Here’s what you need to know. Currently, the exercise ECG is the most cost-effective first-line screening tool, but its accuracy relies on the ‘sensitivity’ of the test. Sensitivity refers to the percentage of cases in which exercise testing accurately identifies the presence of coronary artery disease (CAD). Unfortunately, the exercise ECG it is not 100% sensitive to detecting coronary artery disease.
Per the American College of Sports Medicine, the current sensitivity for detecting CAD using the exercise stress test is only about 70%. In other words, if you test 100 cardiac rehab patients with documented coronary artery disease, only 70 patients would show evidence of CAD per the stress ECG test. If you’re one of the 30 remaining patients, where does that leave you?

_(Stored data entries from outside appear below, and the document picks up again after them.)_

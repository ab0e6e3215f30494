//! Error types for burrows configuration.

use std::{io, path::PathBuf};

use thiserror::Error;
use toml::de;

/// Errors that can occur when loading configuration.
#[derive(Debug, Error)]
pub enum ConfigError {
    /// Failed to read a configuration file.
    #[error("failed to read config file {path}: {source}")]
    ReadFile {
        /// Path to the file that could not be read.
        path: PathBuf,
        /// Underlying I/O error.
        source: io::Error,
    },

    /// Failed to parse TOML configuration.
    #[error("failed to parse config file {path}: {source}")]
    ParseToml {
        /// Path to the file that could not be parsed.
        path: PathBuf,
        /// Underlying TOML parse error.
        source: de::Error,
    },

    /// Failed to determine home directory.
    #[error("could not determine home directory")]
    NoHomeDirectory,
}
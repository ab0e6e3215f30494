//! Implementation of `burrows init`.

use std::{fs, process::ExitCode};

use burrows_config::{CONFIG_FILENAME, global_config_path, global_template, local_template};

use crate::cli::{
    args::InitCommand,
    context::CommandContext,
    output::{indent_content, subheader},
};

/// Initializes a `.burrows.toml` configuration file.
pub fn run(ctx: &CommandContext, cmd: &InitCommand) -> ExitCode {
    let cwd = &ctx.cwd;

    let in_home_dir = global_config_path()
        .and_then(|p| p.parent().map(|h| h == cwd.as_path()))
        .unwrap_or(false);
    let use_global = cmd.global || in_home_dir;

    let config_path = if use_global {
        let Some(path) = global_config_path() else {
            eprintln!("error: could not determine home directory");
            return ExitCode::FAILURE;
        };
        path
    } else {
        cwd.join(CONFIG_FILENAME)
    };

    if config_path.exists() && !cmd.force {
        eprintln!(
            "error: configuration file already exists: {}",
            config_path.display()
        );
        eprintln!("use --force to overwrite");
        return ExitCode::FAILURE;
    }

    let template = if use_global {
        global_template()
    } else {
        local_template()
    };
    if let Err(e) = fs::write(&config_path, &template) {
        eprintln!("error: failed to write {}: {e}", config_path.display());
        return ExitCode::FAILURE;
    }

    println!("Created {}", config_path.display());
    println!();
    println!("{}", subheader("Configuration written:"));
    println!("{}", indent_content(&template));
    ExitCode::SUCCESS
}
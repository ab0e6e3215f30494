//! burrows: authorship attribution with Burrows' Delta.
//!
//! Reads a PAN/TIRA style corpus of candidate authors and unknown texts, picks
//! a vocabulary size by re-classifying the training texts, and attributes each
//! unknown text to the author with the smallest delta.

#![warn(missing_docs)]

mod cli;

use std::{io, process::ExitCode};

use tracing_subscriber::{EnvFilter, fmt, prelude::*};

use crate::cli::{CommandContext, args::parse_cli, commands};

/// Installs the stderr log subscriber.
///
/// `RUST_LOG` wins when set; otherwise each `-v` raises the level from `warn`.
fn init_logging(verbose: u8) {
    let level = match verbose {
        0 => "warn",
        1 => "info",
        2 => "debug",
        _ => "trace",
    };
    let filter = EnvFilter::try_from_default_env().unwrap_or_else(|_| EnvFilter::new(level));
    tracing_subscriber::registry()
        .with(fmt::layer().with_writer(io::stderr).with_target(false))
        .with(filter)
        .init();
}

fn main() -> ExitCode {
    let cli = parse_cli();
    init_logging(cli.verbose);

    let ctx = if cli.command.needs_config() {
        CommandContext::load()
    } else {
        CommandContext::load_cwd_only()
    };
    match ctx {
        Ok(ctx) => commands::run(cli.command, &ctx),
        Err(code) => code,
    }
}
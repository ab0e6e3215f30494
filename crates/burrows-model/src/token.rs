//! Tokens and the tokenizers that produce them.
//!
//! A [`Token`] is an opaque, comparable unit of text: a surface form with an
//! optional grammatical tag. The model never looks inside a token except to ask
//! whether it is a real word.

use std::{fmt, iter::Peekable, mem, str};

use serde::Serialize;

/// A word-level token.
///
/// Equality and hashing cover both the surface form and the tag, so a tagged
/// token never equals an untagged one with the same surface form.
#[derive(Debug, Clone, PartialEq, Eq, Hash, PartialOrd, Ord, Serialize)]
pub struct Token {
    /// Surface form as it appears in the text (possibly normalized).
    surface: String,
    /// Grammatical tag, if the pipeline tags tokens.
    tag: Option<String>,
}

impl Token {
    /// Creates an untagged token.
    pub fn new(surface: impl Into<String>) -> Self {
        Self {
            surface: surface.into(),
            tag: None,
        }
    }

    /// Creates a token paired with a grammatical tag.
    pub fn tagged(surface: impl Into<String>, tag: impl Into<String>) -> Self {
        Self {
            surface: surface.into(),
            tag: Some(tag.into()),
        }
    }

    /// The surface form.
    pub fn surface(&self) -> &str {
        &self.surface
    }

    /// The grammatical tag, if any.
    pub fn tag(&self) -> Option<&str> {
        self.tag.as_deref()
    }

    /// Returns true if the token carries a tag.
    pub fn is_tagged(&self) -> bool {
        self.tag.is_some()
    }

    /// Returns true if the surface form contains at least one alphabetic character.
    ///
    /// Words like "middle-age" or "I'll" count, pure punctuation does not.
    pub fn is_real_word(&self) -> bool {
        self.surface.chars().any(char::is_alphabetic)
    }
}

impl fmt::Display for Token {
    fn fmt(&self, f: &mut fmt::Formatter<'_>) -> fmt::Result {
        match &self.tag {
            Some(tag) => write!(f, "{}/{}", self.surface, tag),
            None => write!(f, "{}", self.surface),
        }
    }
}

/// Turns raw text into an ordered sequence of tokens.
pub trait Tokenizer {
    /// Tokenizes `raw`, preserving the order in which tokens occur.
    fn tokenize(&self, raw: &str) -> Vec<Token>;
}

/// Naive tokenizer: whitespace-separated words reduced to their alphabetic
/// characters and lowercased. Words with no alphabetic character are dropped.
#[derive(Debug, Clone, Copy, Default)]
pub struct AlphabeticTokenizer;

impl Tokenizer for AlphabeticTokenizer {
    fn tokenize(&self, raw: &str) -> Vec<Token> {
        raw.split_whitespace()
            .map(|word| {
                word.chars()
                    .filter(|c| c.is_alphabetic())
                    .flat_map(char::to_lowercase)
                    .collect::<String>()
            })
            .filter(|word| !word.is_empty())
            .map(Token::new)
            .collect()
    }
}

/// Word tokenizer that keeps punctuation.
///
/// Runs of alphanumeric characters form words (an apostrophe or hyphen between
/// two alphanumerics stays inside the word); every other non-whitespace
/// character becomes a token of its own. Case is preserved.
#[derive(Debug, Clone, Copy, Default)]
pub struct WordTokenizer;

impl WordTokenizer {
    /// Characters that join two alphanumeric runs into one word.
    fn is_joiner(c: char) -> bool {
        matches!(c, '\'' | '’' | '-')
    }

    /// Returns true if the next character continues a word.
    fn continues_word(chars: &mut Peekable<str::Chars<'_>>) -> bool {
        chars.peek().is_some_and(|next| next.is_alphanumeric())
    }
}

impl Tokenizer for WordTokenizer {
    fn tokenize(&self, raw: &str) -> Vec<Token> {
        let mut tokens = Vec::new();
        let mut word = String::new();
        let mut chars = raw.chars().peekable();

        while let Some(c) = chars.next() {
            if c.is_alphanumeric()
                || (Self::is_joiner(c) && !word.is_empty() && Self::continues_word(&mut chars))
            {
                word.push(c);
                continue;
            }
            if !word.is_empty() {
                tokens.push(Token::new(mem::take(&mut word)));
            }
            if !c.is_whitespace() {
                tokens.push(Token::new(c.to_string()));
            }
        }
        if !word.is_empty() {
            tokens.push(Token::new(word));
        }

        tokens
    }
}

/// Tokenizers selectable by name from configuration.
#[derive(Debug, Clone, Copy, PartialEq, Eq, Default)]
pub enum TokenizerKind {
    /// [`AlphabeticTokenizer`].
    #[default]
    Alphabetic,
    /// [`WordTokenizer`].
    Word,
}

impl TokenizerKind {
    /// Builds the tokenizer for this kind.
    pub fn tokenizer(self) -> Box<dyn Tokenizer> {
        match self {
            Self::Alphabetic => Box::new(AlphabeticTokenizer),
            Self::Word => Box::new(WordTokenizer),
        }
    }
}

impl fmt::Display for TokenizerKind {
    fn fmt(&self, f: &mut fmt::Formatter<'_>) -> fmt::Result {
        match self {
            Self::Alphabetic => write!(f, "alphabetic"),
            Self::Word => write!(f, "word"),
        }
    }
}

impl str::FromStr for TokenizerKind {
    type Err = String;

    fn from_str(s: &str) -> Result<Self, Self::Err> {
        match s.to_lowercase().as_str() {
            "alphabetic" | "alpha" => Ok(Self::Alphabetic),
            "word" | "words" => Ok(Self::Word),
            _ => Err(format!(
                "unknown tokenizer '{s}', expected one of: alphabetic, word"
            )),
        }
    }
}

#[cfg(test)]
mod test {
    use super::*;

    fn surfaces(tokens: &[Token]) -> Vec<&str> {
        tokens.iter().map(Token::surface).collect()
    }

    #[test]
    fn tagged_and_untagged_tokens_differ() {
        assert_ne!(Token::new("run"), Token::tagged("run", "VB"));
        assert_eq!(Token::tagged("run", "VB"), Token::tagged("run", "VB"));
        assert_ne!(Token::tagged("run", "VB"), Token::tagged("run", "NN"));
    }

    #[test]
    fn real_words() {
        assert!(Token::new("dog").is_real_word());
        assert!(Token::new("middle-age").is_real_word());
        assert!(Token::new("I'll").is_real_word());
        assert!(!Token::new(".").is_real_word());
        assert!(!Token::new("--").is_real_word());
        assert!(!Token::new("1984").is_real_word());
    }

    #[test]
    fn display_includes_tag() {
        assert_eq!(Token::new("cat").to_string(), "cat");
        assert_eq!(Token::tagged("cat", "NN").to_string(), "cat/NN");
    }

    #[test]
    fn alphabetic_lowercases_and_strips() {
        let tokens = AlphabeticTokenizer.tokenize("The cat, the HAT! 42 ...");
        assert_eq!(surfaces(&tokens), vec!["the", "cat", "the", "hat"]);
        assert!(tokens.iter().all(|t| !t.is_tagged()));
    }

    #[test]
    fn alphabetic_joins_inner_punctuation() {
        let tokens = AlphabeticTokenizer.tokenize("don't middle-age");
        assert_eq!(surfaces(&tokens), vec!["dont", "middleage"]);
    }

    #[test]
    fn word_tokenizer_splits_punctuation() {
        let tokens = WordTokenizer.tokenize("Hello, world. It's mid-day!");
        assert_eq!(
            surfaces(&tokens),
            vec!["Hello", ",", "world", ".", "It's", "mid-day", "!"]
        );
    }

    #[test]
    fn word_tokenizer_trailing_joiner_is_punctuation() {
        let tokens = WordTokenizer.tokenize("rock- roll'");
        assert_eq!(surfaces(&tokens), vec!["rock", "-", "roll", "'"]);
    }

    #[test]
    fn word_tokenizer_empty_input() {
        assert!(WordTokenizer.tokenize("   \n\t").is_empty());
    }

    #[test]
    fn tokenizer_kind_parse_and_display() {
        assert_eq!("alphabetic".parse(), Ok(TokenizerKind::Alphabetic));
        assert_eq!("WORD".parse(), Ok(TokenizerKind::Word));
        assert!("nltk".parse::<TokenizerKind>().is_err());
        assert_eq!(TokenizerKind::Word.to_string(), "word");
        assert_eq!(TokenizerKind::default(), TokenizerKind::Alphabetic);
    }

    #[test]
    fn tokenizer_kind_builds_tokenizer() {
        let tokens = TokenizerKind::Word.tokenizer().tokenize("a.");
        assert_eq!(surfaces(&tokens), vec!["a", "."]);
    }
}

Well, don’t start your celebratory dance (or meal) just yet. It just means that you may fall in either of the following groups:
- You have a negative stress test. That is, you actually “passed” and show no signs of coronary artery disease.
- You have a false-negative finding. This means you’ve been given a negative stress test result (normal) where no CAD ‘appears’ to be present, but you actually have CAD.
The bottom line… a negative exercise ECG test is no guarantee that you do NOT have coronary artery disease (CAD) even if your cardiologist tells you, “Everything looks great! See you in a year.” So sorry to burst your bubble, but that’s the reality. Cardiac events that occur after a negative stress test happen all too often, but it’s not so perplexing to me anymore.
Causes of False-Negatives (Lower Sensitivity)
Stress test results are only as valuable as your performance, the technician’s monitoring, and the test interpretation. Here are some factors that may increase your chances of a false-negative finding:
- Failure to reach an ischemic threshold. That is, you did not reach a point in the test where your heart tissue received inadequate oxygenation. The test was terminated before this occurred.
- Insufficient number of leads were monitored which reduced the chances of detecting ECG changes.
- Failure to recognize non-ECG signs and symptoms that may be associated with CAD (e.g., a drop in blood pressure during exertion with increasing workload).
- Compensation by collateral circulation. That is, if you have a blocked artery or vein, your body may “re-route” circulating blood via nearby smaller vessels.
- Musculoskeletal limitations (i.e., knee or hip pain from osteoarthritis, leg fatigue or general frailty) require termination of the test before cardiac abnormalities have a chance to occur.
- Technician or observer error.
Exercise stress echocardiography has a higher sensitivity (about 80-88%) than exercise ECG, so opt for an echo stress test whenever possible.
Karen’s Fit Tip: As long as you are aware of the false sense of security that comes with a negative stress test, you can still take steps now to prevent the progression and even cause the regression of CAD. Follow an anti-inflammatory eating plan which includes ground flaxseed, fiber and other healthy fats; and keep your stress, pain and allergies to a minimum to reduce the damaging effects of cortisol. Remember… a happy heart is a healthier heart.